Pick out the lines below that contain the string "Europe" and copy them all.

Dataset entries:

- Opening Delimiter -

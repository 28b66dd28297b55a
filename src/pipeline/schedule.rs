//! Refresh triggers.
//!
//! One refresh runs at startup, then one per interval. Manual triggers arrive
//! on a channel and do not reset the timer. Every trigger is handed to
//! [`RefreshController::refresh`], which drops it if a cycle is in flight.

use std::future::Future;
use std::sync::Arc;
use std::time::Duration;

use tokio::sync::mpsc;
use tokio::task::JoinSet;
use tokio::time::MissedTickBehavior;

use crate::pipeline::refresh::{RefreshController, RefreshOutcome};

/// Where a trigger came from.
#[derive(Debug, Clone, Copy, PartialEq, Eq)]
pub enum Trigger {
    Timer,
    Manual,
}

/// Drive `controller` until `shutdown` resolves.
///
/// Cycles run as separate tasks so a slow fetch never delays the timer. On
/// shutdown no new cycles start and in-flight ones run to completion.
pub async fn run<F>(
    controller: Arc<RefreshController>,
    interval: Duration,
    mut triggers: mpsc::Receiver<()>,
    shutdown: F,
) where
    F: Future<Output = ()>,
{
    let mut ticker = tokio::time::interval(interval);
    ticker.set_missed_tick_behavior(MissedTickBehavior::Delay);
    tokio::pin!(shutdown);

    let mut cycles = JoinSet::new();
    let mut manual_open = true;

    log::info!("Refreshing every {}s", interval.as_secs());

    loop {
        tokio::select! {
            _ = &mut shutdown => break,
            _ = ticker.tick() => spawn_cycle(&mut cycles, &controller, Trigger::Timer),
            trigger = triggers.recv(), if manual_open => match trigger {
                Some(()) => spawn_cycle(&mut cycles, &controller, Trigger::Manual),
                None => manual_open = false,
            },
            Some(joined) = cycles.join_next(), if !cycles.is_empty() => {
                if let Err(e) = joined {
                    log::error!("Refresh task failed: {e}");
                }
            }
        }
    }

    log::info!("Scheduler stopping; waiting for {} task(s)", cycles.len());
    while let Some(joined) = cycles.join_next().await {
        if let Err(e) = joined {
            log::error!("Refresh task failed: {e}");
        }
    }
}

fn spawn_cycle(
    cycles: &mut JoinSet<RefreshOutcome>,
    controller: &Arc<RefreshController>,
    trigger: Trigger,
) {
    log::debug!("{trigger:?} refresh triggered");
    let controller = Arc::clone(controller);
    cycles.spawn(async move { controller.refresh().await });
}
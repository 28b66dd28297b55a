//! Fixed-width column layout of the feed.

use serde::{Deserialize, Serialize};

use crate::error::{AppError, Result};

/// Half-open character range `[start, end)` within a data line.
///
/// Serialized as a two-element array, e.g. `date = [0, 10]`.
#[derive(Debug, Clone, Copy, Serialize, Deserialize, PartialEq, Eq)]
pub struct Column(pub usize, pub usize);

impl Column {
    pub fn start(&self) -> usize {
        self.0
    }

    pub fn end(&self) -> usize {
        self.1
    }

    /// Slice this column out of a line already split into characters.
    ///
    /// Returns the trimmed field, or `None` if the line ends before the column does.
    pub fn extract(&self, chars: &[char]) -> Option<String> {
        let field = chars.get(self.0..self.1)?;
        Some(field.iter().collect::<String>().trim().to_string())
    }
}

/// Character offsets of every field in a data line.
#[derive(Debug, Clone, Serialize, Deserialize, PartialEq, Eq)]
pub struct ColumnLayout {
    #[serde(default = "defaults::date")]
    pub date: Column,
    #[serde(default = "defaults::time")]
    pub time: Column,
    #[serde(default = "defaults::latitude")]
    pub latitude: Column,
    #[serde(default = "defaults::longitude")]
    pub longitude: Column,
    #[serde(default = "defaults::depth")]
    pub depth: Column,
    #[serde(default = "defaults::md")]
    pub md: Column,
    #[serde(default = "defaults::ml")]
    pub ml: Column,
    #[serde(default = "defaults::mw")]
    pub mw: Column,
    /// Location text runs from here to the end of the line
    #[serde(default = "defaults::location_start")]
    pub location_start: usize,
}

impl Default for ColumnLayout {
    fn default() -> Self {
        Self {
            date: defaults::date(),
            time: defaults::time(),
            latitude: defaults::latitude(),
            longitude: defaults::longitude(),
            depth: defaults::depth(),
            md: defaults::md(),
            ml: defaults::ml(),
            mw: defaults::mw(),
            location_start: defaults::location_start(),
        }
    }
}

impl ColumnLayout {
    fn columns(&self) -> [(&'static str, Column); 8] {
        [
            ("date", self.date),
            ("time", self.time),
            ("latitude", self.latitude),
            ("longitude", self.longitude),
            ("depth", self.depth),
            ("md", self.md),
            ("ml", self.ml),
            ("mw", self.mw),
        ]
    }

    /// Shortest line (in characters) that holds every fixed column.
    pub fn min_width(&self) -> usize {
        self.columns()
            .iter()
            .map(|(_, c)| c.end())
            .max()
            .unwrap_or(0)
    }

    /// Check that columns are non-empty, ordered, and non-overlapping.
    pub fn validate(&self) -> Result<()> {
        let mut prev_end = 0;
        for (name, column) in self.columns() {
            if column.start() >= column.end() {
                return Err(AppError::validation(format!(
                    "parser.layout.{name} is empty ({}..{})",
                    column.start(),
                    column.end()
                )));
            }
            if column.start() < prev_end {
                return Err(AppError::validation(format!(
                    "parser.layout.{name} overlaps the previous column"
                )));
            }
            prev_end = column.end();
        }
        if self.location_start < prev_end {
            return Err(AppError::validation(
                "parser.layout.location_start overlaps the magnitude columns",
            ));
        }
        Ok(())
    }
}

mod defaults {
    use super::Column;

    // 2024.03.15 14:23:11  38.1234  27.5678   7.3 -.-  3.2 -.-      IZMIR KORFEZI
    pub fn date() -> Column {
        Column(0, 10)
    }
    pub fn time() -> Column {
        Column(11, 19)
    }
    pub fn latitude() -> Column {
        Column(19, 28)
    }
    pub fn longitude() -> Column {
        Column(28, 37)
    }
    pub fn depth() -> Column {
        Column(37, 44)
    }
    pub fn md() -> Column {
        Column(44, 48)
    }
    pub fn ml() -> Column {
        Column(48, 52)
    }
    pub fn mw() -> Column {
        Column(52, 56)
    }
    pub fn location_start() -> usize {
        56
    }
}
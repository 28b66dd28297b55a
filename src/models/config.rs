//! Application configuration structures.

use std::fs;
use std::path::Path;

use chrono_tz::Tz;
use serde::{Deserialize, Serialize};

use crate::error::{AppError, Result};
use crate::models::{ColumnLayout, UserZone};

/// Root application configuration.
#[derive(Debug, Clone, Serialize, Deserialize, Default)]
pub struct Config {
    /// Where and how the feed is fetched
    #[serde(default)]
    pub feed: FeedConfig,

    /// Refresh timer settings
    #[serde(default)]
    pub refresh: RefreshConfig,

    /// Last-known-good snapshot settings
    #[serde(default)]
    pub cache: CacheConfig,

    /// Console list settings
    #[serde(default)]
    pub display: DisplayConfig,

    /// Relay endpoint settings
    #[serde(default)]
    pub relay: RelayConfig,

    /// Fixed-width parser settings
    #[serde(default)]
    pub parser: ParserConfig,

    /// User watch zones
    #[serde(default)]
    pub zones: Vec<UserZone>,
}

impl Config {
    /// Load configuration from a TOML file.
    pub fn load(path: impl AsRef<Path>) -> Result<Self> {
        let content = fs::read_to_string(path)?;
        Ok(toml::from_str(&content)?)
    }

    /// Load configuration or return default if loading fails.
    pub fn load_or_default(path: impl AsRef<Path>) -> Self {
        Self::load(&path).unwrap_or_else(|e| {
            log::warn!(
                "Config load failed from {:?}: {}. Using defaults.",
                path.as_ref(),
                e
            );
            Self::default()
        })
    }

    /// Validate configuration values for basic sanity.
    pub fn validate(&self) -> Result<()> {
        if self.feed.user_agent.trim().is_empty() {
            return Err(AppError::validation("feed.user_agent is empty"));
        }
        if self.feed.timeout_secs == 0 {
            return Err(AppError::validation("feed.timeout_secs must be > 0"));
        }
        url::Url::parse(&self.feed.relay_url)
            .map_err(|e| AppError::validation(format!("feed.relay_url: {e}")))?;
        url::Url::parse(&self.feed.upstream_url)
            .map_err(|e| AppError::validation(format!("feed.upstream_url: {e}")))?;
        self.feed.tz()?;
        if self.refresh.interval_secs == 0 {
            return Err(AppError::validation("refresh.interval_secs must be > 0"));
        }
        if self.cache.path.trim().is_empty() {
            return Err(AppError::validation("cache.path is empty"));
        }
        if self.display.max_items == 0 {
            return Err(AppError::validation("display.max_items must be > 0"));
        }
        self.relay
            .bind
            .parse::<std::net::SocketAddr>()
            .map_err(|e| AppError::validation(format!("relay.bind: {e}")))?;
        self.parser.layout.validate()?;
        for zone in &self.zones {
            if zone.radius_km <= 0.0 {
                return Err(AppError::validation(format!(
                    "zone '{}' must have a positive radius",
                    zone.name
                )));
            }
        }
        Ok(())
    }
}

/// How the raw feed is obtained.
#[derive(Debug, Clone, Copy, Serialize, Deserialize, PartialEq, Eq, Default)]
#[serde(rename_all = "lowercase")]
pub enum FeedSource {
    /// Through the same-origin relay endpoint
    #[default]
    Relay,
    /// Straight from the upstream provider, relay logic in-process
    Direct,
}

/// Feed source settings.
#[derive(Debug, Clone, Serialize, Deserialize)]
pub struct FeedConfig {
    #[serde(default)]
    pub source: FeedSource,

    /// Relay endpoint returning the JSON envelope
    #[serde(default = "defaults::relay_url")]
    pub relay_url: String,

    /// Upstream fixed-width report page
    #[serde(default = "defaults::upstream_url")]
    pub upstream_url: String,

    /// User-Agent header for HTTP requests
    #[serde(default = "defaults::user_agent")]
    pub user_agent: String,

    /// Request timeout in seconds
    #[serde(default = "defaults::timeout")]
    pub timeout_secs: u64,

    /// IANA zone the feed's wall-clock times are expressed in
    #[serde(default = "defaults::timezone")]
    pub timezone: String,
}

impl FeedConfig {
    /// Parse the configured feed time zone.
    pub fn tz(&self) -> Result<Tz> {
        self.timezone
            .parse::<Tz>()
            .map_err(|e| AppError::config(format!("feed.timezone '{}': {e}", self.timezone)))
    }
}

impl Default for FeedConfig {
    fn default() -> Self {
        Self {
            source: FeedSource::default(),
            relay_url: defaults::relay_url(),
            upstream_url: defaults::upstream_url(),
            user_agent: defaults::user_agent(),
            timeout_secs: defaults::timeout(),
            timezone: defaults::timezone(),
        }
    }
}

/// Refresh timer settings.
#[derive(Debug, Clone, Serialize, Deserialize)]
pub struct RefreshConfig {
    /// Seconds between timer-driven refreshes
    #[serde(default = "defaults::interval")]
    pub interval_secs: u64,
}

impl Default for RefreshConfig {
    fn default() -> Self {
        Self {
            interval_secs: defaults::interval(),
        }
    }
}

/// Snapshot cache settings.
#[derive(Debug, Clone, Serialize, Deserialize)]
pub struct CacheConfig {
    /// Snapshot file location
    #[serde(default = "defaults::cache_path")]
    pub path: String,

    /// Keep the snapshot in memory only
    #[serde(default)]
    pub in_memory: bool,
}

impl Default for CacheConfig {
    fn default() -> Self {
        Self {
            path: defaults::cache_path(),
            in_memory: false,
        }
    }
}

/// A fixed observer position for distance display.
#[derive(Debug, Clone, Copy, Serialize, Deserialize, PartialEq)]
pub struct Observer {
    pub lat: f64,
    pub lng: f64,
}

/// Console list settings.
#[derive(Debug, Clone, Serialize, Deserialize)]
pub struct DisplayConfig {
    /// Events below this magnitude are hidden
    #[serde(default)]
    pub min_magnitude: f64,

    /// Maximum number of events listed
    #[serde(default = "defaults::max_items")]
    pub max_items: usize,

    /// Show distances from this point when set
    #[serde(default)]
    pub observer: Option<Observer>,
}

impl Default for DisplayConfig {
    fn default() -> Self {
        Self {
            min_magnitude: 0.0,
            max_items: defaults::max_items(),
            observer: None,
        }
    }
}

/// Relay endpoint settings.
#[derive(Debug, Clone, Serialize, Deserialize)]
pub struct RelayConfig {
    /// Socket address the relay listens on
    #[serde(default = "defaults::bind")]
    pub bind: String,
}

impl Default for RelayConfig {
    fn default() -> Self {
        Self {
            bind: defaults::bind(),
        }
    }
}

/// Parser settings.
#[derive(Debug, Clone, Serialize, Deserialize, Default)]
pub struct ParserConfig {
    #[serde(default)]
    pub layout: ColumnLayout,
}

mod defaults {
    // Feed defaults
    pub fn relay_url() -> String {
        "http://127.0.0.1:8080/relay".into()
    }
    pub fn upstream_url() -> String {
        "http://www.koeri.boun.edu.tr/scripts/lst4.asp".into()
    }
    pub fn user_agent() -> String {
        "Mozilla/5.0 (compatible; sismiq/0.1)".into()
    }
    pub fn timeout() -> u64 {
        20
    }
    pub fn timezone() -> String {
        "Europe/Istanbul".into()
    }

    // Refresh defaults
    pub fn interval() -> u64 {
        60
    }

    // Cache defaults
    pub fn cache_path() -> String {
        "storage/last_quakes.json".into()
    }

    // Display defaults
    pub fn max_items() -> usize {
        10
    }

    // Relay defaults
    pub fn bind() -> String {
        "127.0.0.1:8080".into()
    }
}

#[cfg(test)]
mod tests {
    use super::*;

    #[test]
    fn validate_default_config_ok() {
        assert!(Config::default().validate().is_ok());
    }

    #[test]
    fn validate_rejects_empty_user_agent() {
        let mut config = Config::default();
        config.feed.user_agent = "  ".to_string();
        assert!(config.validate().is_err());
    }

    #[test]
    fn validate_rejects_zero_interval() {
        let mut config = Config::default();
        config.refresh.interval_secs = 0;
        assert!(config.validate().is_err());
    }

    #[test]
    fn validate_rejects_unknown_timezone() {
        let mut config = Config::default();
        config.feed.timezone = "Mars/Olympus".to_string();
        assert!(config.validate().is_err());
    }

    #[test]
    fn validate_rejects_bad_zone_radius() {
        let mut config = Config::default();
        config.zones.push(UserZone {
            name: "Home".to_string(),
            lat: 41.0,
            lng: 29.0,
            radius_km: 0.0,
        });
        assert!(config.validate().is_err());
    }

    #[test]
    fn parse_partial_toml_keeps_defaults() {
        let toml = r#"
            [feed]
            source = "direct"

            [refresh]
            interval_secs = 120

            [[zones]]
            name = "Home"
            lat = 41.0
            lng = 29.0
            radius_km = 100.0
        "#;
        let config: Config = toml::from_str(toml).unwrap();
        assert_eq!(config.feed.source, FeedSource::Direct);
        assert_eq!(config.feed.timezone, "Europe/Istanbul");
        assert_eq!(config.refresh.interval_secs, 120);
        assert_eq!(config.display.max_items, 10);
        assert_eq!(config.zones.len(), 1);
        assert!(config.validate().is_ok());
    }

    #[test]
    fn load_or_default_on_missing_file() {
        let config = Config::load_or_default("/nonexistent/sismiq.toml");
        assert_eq!(config.refresh.interval_secs, 60);
    }
}
//! Secret key material.
//!
//! The secret is opaque: usually a shared-secret string such as
//! `shpss_...`, but any byte sequence is accepted. The library only
//! holds it long enough to key the HMAC state; the copy is wiped on
//! drop and never printed.

use std::fmt;

use zeroize::{Zeroize, ZeroizeOnDrop};

/// HMAC key bytes, zeroized on drop.
#[derive(Clone, Zeroize, ZeroizeOnDrop)]
pub struct Secret(Vec<u8>);

impl Secret {
    /// Wrap raw key bytes.
    pub fn new(bytes: impl Into<Vec<u8>>) -> Self {
        Secret(bytes.into())
    }

    /// Key bytes.
    pub fn expose(&self) -> &[u8] {
        &self.0
    }

    /// Key length in bytes.
    pub fn len(&self) -> usize {
        self.0.len()
    }

    /// `true` if the key has no bytes.
    pub fn is_empty(&self) -> bool {
        self.0.is_empty()
    }
}

impl fmt::Debug for Secret {
    fn fmt(&self, f: &mut fmt::Formatter<'_>) -> fmt::Result {
        f.write_str("Secret([REDACTED])")
    }
}

impl From<&str> for Secret {
    fn from(value: &str) -> Self {
        Secret::new(value.as_bytes())
    }
}

impl From<String> for Secret {
    fn from(value: String) -> Self {
        Secret::new(value.into_bytes())
    }
}

impl From<&String> for Secret {
    fn from(value: &String) -> Self {
        Secret::new(value.as_bytes())
    }
}

impl From<&[u8]> for Secret {
    fn from(value: &[u8]) -> Self {
        Secret::new(value)
    }
}

impl From<Vec<u8>> for Secret {
    fn from(value: Vec<u8>) -> Self {
        Secret::new(value)
    }
}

- Closing Delimiter -

Exercise answer:
        "Europe/Istanbul".into()
        assert_eq!(config.feed.timezone, "Europe/Istanbul");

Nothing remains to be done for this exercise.